Is this for real ? Where could I find an Intel descriptions about this with some background. The AVX intro document mentions this too but only gives it a mention.
With 1024 bit length registers, how would the memory supply enough data to feed this beast?
Obviously this is a field for future-proofing the AVX instructions. Which is a first for x86 AFAIK - and a really good decision IMHO. One may assume that a 1024-bit vector CPU would use cache lines that are at least 1024-bit wide. Nowadays they're still at 512 bits.
It doesn't necessarily have to process 1024-bit in one clock cycle. The Pentium 3 and 4 executed 128-bit SSE instructions on 64-bit execution units by splitting them into two uops.
This implicitly allows access to more physical register space. An AVX-1024 instruction would be the equivalent of "unrolling" it into four AVX-256 instructions, but without the risk of running out of ymm registers. This means it's easier to cover instruction latencies, and thus you can reach higher effective throughput.
A possibly even more compelling reason to implement AVX-1024 without widening the execution path is power consumption. Instead of splitting the instruction into four uops, I believe it could remain a single uop by performing the actual sequencing at the issue stage. This means the entire front-end and even part of the scheduler could be clock-gated due to this lower instruction rate.
Note that this is quite similar to how GPUs function. AMD processes 2048-bit vectors on 512-bit execution units in four cycles, while NVIDIA processes 1024-bit vectors on 512-bit execution units using a front-end clocked at half the frequency.
Together with AVX2's gather and FMA support, I believe this would make GPGPU processing obsolete. The CPU is much more flexible, and a homogeneous high-throughput architecture would eliminate the CPU-GPU communication overhead, offering even higher effective performance.
Together with AVX2's gather and FMA support, I believe this would make GPGPU processing obsolete. The CPU is much more flexible, and a homogeneous high-throughput architecture would eliminate the CPU-GPU communication overhead, offering even higher effective performance..
I heard it for the last few years and till now CUDAproved it is much faster.
I tried using AVX with dual cpu - each with 6 cores and I continuously get stuck with poor memory bandwidth.
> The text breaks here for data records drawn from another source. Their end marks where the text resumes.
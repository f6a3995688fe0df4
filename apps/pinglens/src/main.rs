mod config;
mod live;
mod logging;
mod report;

use anyhow::{anyhow, Context, Result};
use chrono::{SecondsFormat, Utc};
use clap::Parser;
use config::{build_config, collect_hosts, wants_qos_help, Cli, Environment};
use live::{
    install_interrupt_handler, CrosstermEvents, Frontend, PlainFrontend, Scheduler, StopFlag,
    SystemPacer, TargetContext, TerminalFrontend,
};
use pinglens_model::qos::QOS_HELP;
use pinglens_model::RunConfig;
use pinglens_probe::{PingSettings, ProbeEngine, SystemPingEngine};
use report::{RunSummary, SUMMARY_VERSION};
use std::io::{self, IsTerminal};
use tracing::{info, warn};

fn main() {
    match run() {
        Ok(status) => std::process::exit(status),
        Err(err) => {
            eprintln!("error: {err:#}");
            std::process::exit(1);
        }
    }
}

fn run() -> Result<i32> {
    let cli = Cli::parse();
    if wants_qos_help(&cli) {
        print!("{QOS_HELP}");
        return Ok(0);
    }

    let (config, warnings) = build_config(&cli, Environment::detect())?;
    for warning in &warnings {
        eprintln!("warning: {warning}");
    }

    let tui = !cli.plain && io::stdout().is_terminal();
    logging::init_logging(&cli.log_level, cli.log_file.as_deref(), tui)?;

    let hosts = collect_hosts(&cli)?;
    if hosts.is_empty() {
        return Err(anyhow!("no hosts given; pass HOST arguments or -f FILE"));
    }

    let mut engine = SystemPingEngine::new(PingSettings {
        ttl: config.ttl,
        qos: config.qos,
        timeout_secs: config.timeout_secs,
        family: config.family,
        source: config.source.clone(),
        device: config.device.clone(),
    })
    .context("failed to set up the probe engine")?;

    let mut contexts = Vec::new();
    for host in &hosts {
        match engine.add_target(host) {
            Ok(target) => {
                info!(host = %target.name, address = %target.address, "target added");
                contexts.push(TargetContext::new(contexts.len(), target, config.interval_secs));
            }
            Err(err) => {
                eprintln!("warning: skipping {host}: {err}");
                warn!(%host, error = %err, "target rejected");
            }
        }
    }
    if contexts.is_empty() {
        return Err(anyhow!("no usable hosts"));
    }

    let stop = StopFlag::default();
    install_interrupt_handler(&stop)?;

    let started_at_utc = Utc::now().to_rfc3339_opts(SecondsFormat::Secs, true);
    let rounds = if tui {
        let size = crossterm::terminal::size().context("failed to read terminal size")?;
        let frontend = TerminalFrontend::new(
            io::stdout(),
            CrosstermEvents::spawn(stop.clone()).context("failed to set up terminal input")?,
            &config,
            contexts.len(),
            size,
            stop.clone(),
        );
        drive(&config, engine, frontend, stop, &mut contexts)?
    } else {
        let frontend = PlainFrontend::new(io::stdout(), config.qos, engine.payload_len());
        drive(&config, engine, frontend, stop, &mut contexts)?
    };
    let finished_at_utc = Utc::now().to_rfc3339_opts(SecondsFormat::Secs, true);

    report::print_report(&mut io::stdout().lock(), &contexts, config.percentile)?;

    if let Some(path) = &cli.summary_json {
        let summary = RunSummary {
            version: SUMMARY_VERSION,
            started_at_utc,
            finished_at_utc,
            rounds,
            interval_secs: config.interval_secs,
            percentile: config.percentile,
            exit_threshold: config.exit_threshold,
            targets: contexts
                .iter()
                .map(|ctx| ctx.summary(config.percentile))
                .collect(),
        };
        report::write_json(path, &summary)?;
        info!(path = ?path, "run summary written");
    }

    let failures = report::failure_count(&contexts, config.exit_threshold);
    Ok(report::exit_status(failures))
}

fn drive<E: ProbeEngine, F: Frontend>(
    config: &RunConfig,
    engine: E,
    frontend: F,
    stop: StopFlag,
    contexts: &mut [TargetContext],
) -> Result<u64> {
    let mut scheduler = Scheduler::new(config, engine, frontend, SystemPacer, stop);
    scheduler.run(contexts)?;
    Ok(scheduler.state().rounds_completed)
}
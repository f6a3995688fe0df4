use crate::surface::{Style, Surface};
use std::collections::VecDeque;

#[derive(Debug, Clone, PartialEq, Default)]
pub struct LogLine {
    spans: Vec<(String, Style)>,
}

impl LogLine {
    pub fn new() -> Self {
        Self::default()
    }

    pub fn push(mut self, text: impl Into<String>, style: Style) -> Self {
        self.spans.push((text.into(), style));
        self
    }

    pub fn spans(&self) -> &[(String, Style)] {
        &self.spans
    }

    pub fn plain_text(&self) -> String {
        self.spans.iter().map(|(text, _)| text.as_str()).collect()
    }
}

/// Scrollback for the top of the screen; the newest line sits on the bottom row.
#[derive(Debug, Clone, Default)]
pub struct LogRegion {
    lines: VecDeque<LogLine>,
    capacity: usize,
}

impl LogRegion {
    pub fn new(capacity: usize) -> Self {
        Self {
            lines: VecDeque::with_capacity(capacity),
            capacity,
        }
    }

    pub fn capacity(&self) -> usize {
        self.capacity
    }

    pub fn lines(&self) -> impl Iterator<Item = &LogLine> {
        self.lines.iter()
    }

    pub fn push(&mut self, line: LogLine) {
        self.lines.push_back(line);
        self.trim();
    }

    pub fn set_capacity(&mut self, capacity: usize) {
        self.capacity = capacity;
        self.trim();
    }

    fn trim(&mut self) {
        while self.lines.len() > self.capacity {
            self.lines.pop_front();
        }
    }

    pub fn to_surface(&self, width: u16) -> Surface {
        let height = u16::try_from(self.capacity).unwrap_or(u16::MAX);
        let mut surface = Surface::new(0, width, height);
        let first_row = self.capacity - self.lines.len();
        for (offset, line) in self.lines.iter().enumerate() {
            let y = (first_row + offset) as u16;
            let mut x = 0;
            for (text, style) in line.spans() {
                x = surface.put_str(y, x, text, *style);
            }
        }
        surface
    }
}
use crate::surface::Surface;

pub const PANEL_HEIGHT: u16 = 5;

/// Screen split: a scrolling log on top, then one panel per target.
#[derive(Debug, Clone, Copy, PartialEq, Eq)]
pub struct Layout {
    pub cols: u16,
    pub rows: u16,
    pub log_height: u16,
    pub target_count: usize,
}

impl Layout {
    pub fn new(cols: u16, rows: u16, target_count: usize) -> Self {
        let panels = u16::try_from(target_count)
            .unwrap_or(u16::MAX)
            .saturating_mul(PANEL_HEIGHT);
        Self {
            cols,
            rows,
            log_height: rows.saturating_sub(panels),
            target_count,
        }
    }

    pub fn panel_top(&self, index: usize) -> u16 {
        let offset = u16::try_from(index)
            .unwrap_or(u16::MAX)
            .saturating_mul(PANEL_HEIGHT);
        self.log_height.saturating_add(offset)
    }

    pub fn panel_surface(&self, index: usize) -> Surface {
        Surface::new(self.panel_top(index), self.cols, PANEL_HEIGHT)
    }
}
//! Echo probe collection: the engine interface and a `ping`-backed implementation.

pub mod engine;
pub mod parser;
pub mod system;

pub use engine::{ProbeEngine, ProbeError, ProbeReply, RoundError, TargetInfo};
pub use parser::{parse_ping_output, parse_reply_line, ParsedPing, ReplyLine};
pub use system::{PingSettings, SystemPingEngine, DEFAULT_PAYLOAD_LEN};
It looks as if the AVX was meant to improve the floating-point vector api, yet no-one took into account the bandwidth problem. In certain cases the SSE or C code get better results.
That's mainly due to the lack of gather support. A single gather instruction can replace 18 instructions!
FMA would also offer a significant increase in computing power. And because of this Haswell is also expected to double the cache bandwidth. Note that Sandy Bridge-E is said to already have twice the RAM bandwidth. So the combination of all these things would make the CPU highly effective at throughput computing.
I checked the Programming Reference and I actually couln't locate this 2-bit field. There's only a 1-bit VEX.L field for indicating 128-bit or 256-bit operation... Or did I miss something?
There's a VEX.m-mmmm field in the 3-byte VEX format which has three reserved bits though.
I just found out that one of these bits is used by AMD's XOP instructions. Interestingly, it's the middle bit of the trio, which suggests that perhaps Intel already has specific plans for the first bit...
Never mind, I've finally taken the time to study the VEX encoding (in particular how it avoids collision with legacy instructions), and I found out that while XOP encoding uses the same format, it actually maps to a previously unused part of a 'group opcode', were the mod field overlaps with the VEX.mmmmm field and needs to have a fixed value.
But for VEX I believe the three first bits of the mmmmm field are all still available for future extensions, like 1024-bit AVX...